* **HOW TO COMPLETE THIS TASK**: Select the lines of the records containing the word "impl" and list them.

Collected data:
_ _ _ _

//! Auth strategy selection.

use std::fmt;
use std::sync::Arc;

use crate::credentials::CredentialStore;

/// Credentials chosen for one upload attempt.
///
/// Never cached: each attempt resolves its own so a rotated or revoked key
/// takes effect on the very next file.
#[derive(Clone, PartialEq, Eq)]
pub enum AuthContext {
    /// Service-account key blob from the local credential store.
    StoredKey(Vec<u8>),
    /// Impersonate `target` with a short-lived token.
    Delegated { target: String },
    /// Environment / platform default credentials.
    Ambient,
}

impl AuthContext {
    /// Short strategy name for logs.
    pub fn strategy(&self) -> &'static str {
        match self {
            AuthContext::StoredKey(_) => "stored-key",
            AuthContext::Delegated { .. } => "delegated",
            AuthContext::Ambient => "ambient",
        }
    }
}

impl fmt::Debug for AuthContext {
    fn fmt(&self, f: &mut fmt::Formatter<'_>) -> fmt::Result {
        match self {
            AuthContext::StoredKey(blob) => f
                .debug_tuple("StoredKey")
                .field(&format_args!("<{} bytes>", blob.len()))
                .finish(),
            AuthContext::Delegated { target } => f
                .debug_struct("Delegated")
                .field("target", target)
                .finish(),
            AuthContext::Ambient => f.write_str("Ambient"),
        }
    }
}

/// Chooses among stored key, delegation and ambient credentials.
pub struct AuthSelector {
    store: Arc<dyn CredentialStore>,
    service: String,
    account: String,
    delegate: Option<String>,
}

impl AuthSelector {
    /// Creates a selector reading the key at (`service`, `account`) and
    /// falling back to `delegate` when set.
    pub fn new(
        store: Arc<dyn CredentialStore>,
        service: impl Into<String>,
        account: impl Into<String>,
        delegate: Option<String>,
    ) -> Self {
        Self {
            store,
            service: service.into(),
            account: account.into(),
            delegate,
        }
    }

    /// Picks the first available strategy.
    ///
    /// An unreadable or empty stored item counts as absent. Falling through
    /// to ambient credentials only logs a warning.
    pub async fn resolve(&self) -> AuthContext {
        match self.store.get(&self.service, &self.account).await {
            Ok(Some(blob)) if !blob.is_empty() => return AuthContext::StoredKey(blob),
            Ok(_) => {}
            Err(e) => {
                tracing::debug!(error = %e, "stored credential unavailable");
            }
        }

        if let Some(target) = &self.delegate {
            return AuthContext::Delegated {
                target: target.clone(),
            };
        }

        tracing::warn!(
            "no stored service account key and no impersonation target, using ambient default credentials"
        );
        AuthContext::Ambient
    }

    /// Logs the strategy the next attempt would use.
    pub async fn log_strategy(&self) {
        match self.resolve().await {
            AuthContext::StoredKey(_) => {
                tracing::info!("authentication strategy: stored service account key");
            }
            AuthContext::Delegated { target } => {
                tracing::info!(principal = %target, "authentication strategy: impersonating service account");
            }
            AuthContext::Ambient => {
                tracing::info!("authentication strategy: ambient default credentials");
            }
        }
    }
}

#[cfg(test)]
mod tests {
    use super::*;
    use crate::credentials::{CredentialFuture, MemoryCredentialStore};
    use crate::AuthError;

    const SERVICE: &str = "bucketdrop-sa-key";
    const ACCOUNT: &str = "default";
    const TARGET: &str = "uploader@example.iam.gserviceaccount.com";

    async fn store_with(blob: Option<&[u8]>) -> Arc<dyn CredentialStore> {
        let store = MemoryCredentialStore::default();
        if let Some(blob) = blob {
            store.put(SERVICE, ACCOUNT, blob).await.unwrap();
        }
        Arc::new(store)
    }

    struct BrokenStore;

    impl CredentialStore for BrokenStore {
        fn get<'a>(
            &'a self,
            _service: &'a str,
            _account: &'a str,
        ) -> CredentialFuture<'a, Option<Vec<u8>>> {
            Box::pin(async { Err(AuthError::Store("keychain locked".into())) })
        }

        fn put<'a>(
            &'a self,
            _service: &'a str,
            _account: &'a str,
            _secret: &'a [u8],
        ) -> CredentialFuture<'a, ()> {
            Box::pin(async { Err(AuthError::Store("keychain locked".into())) })
        }
    }

    #[tokio::test]
    async fn stored_key_wins_over_delegation() {
        let store = store_with(Some(b"{\"type\":\"service_account\"}")).await;
        let selector = AuthSelector::new(store, SERVICE, ACCOUNT, Some(TARGET.into()));

        let ctx = selector.resolve().await;
        assert_eq!(ctx, AuthContext::StoredKey(b"{\"type\":\"service_account\"}".to_vec()));
    }

    #[tokio::test]
    async fn delegation_when_no_stored_key() {
        let selector = AuthSelector::new(store_with(None).await, SERVICE, ACCOUNT, Some(TARGET.into()));
        assert_eq!(
            selector.resolve().await,
            AuthContext::Delegated {
                target: TARGET.into()
            }
        );
    }

    #[tokio::test]
    async fn ambient_as_last_resort() {
        let selector = AuthSelector::new(store_with(None).await, SERVICE, ACCOUNT, None);
        assert_eq!(selector.resolve().await, AuthContext::Ambient);
    }

    #[tokio::test]
    async fn empty_blob_counts_as_absent() {
        let selector = AuthSelector::new(store_with(Some(b"")).await, SERVICE, ACCOUNT, None);
        assert_eq!(selector.resolve().await, AuthContext::Ambient);
    }

    #[tokio::test]
    async fn unreadable_store_falls_through() {
        let selector = AuthSelector::new(Arc::new(BrokenStore), SERVICE, ACCOUNT, Some(TARGET.into()));
        assert_eq!(selector.resolve().await.strategy(), "delegated");
    }

    #[tokio::test]
    async fn resolve_is_not_cached() {
        let store = Arc::new(MemoryCredentialStore::default());
        let selector = AuthSelector::new(store.clone(), SERVICE, ACCOUNT, None);
        assert_eq!(selector.resolve().await, AuthContext::Ambient);

        store.put(SERVICE, ACCOUNT, b"rotated").await.unwrap();
        assert_eq!(selector.resolve().await, AuthContext::StoredKey(b"rotated".to_vec()));
    }

    #[test]
    fn debug_redacts_key_material() {
        let ctx = AuthContext::StoredKey(b"private_key".to_vec());
        let shown = format!("{ctx:?}");
        assert!(!shown.contains("private_key"));
        assert!(shown.contains("11 bytes"));
    }
}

_ _ _ _

* **WRITTEN ANSWER**:
impl AuthContext {
impl fmt::Debug for AuthContext {
impl AuthSelector {
        service: impl Into<String>,
        account: impl Into<String>,
    impl CredentialStore for BrokenStore {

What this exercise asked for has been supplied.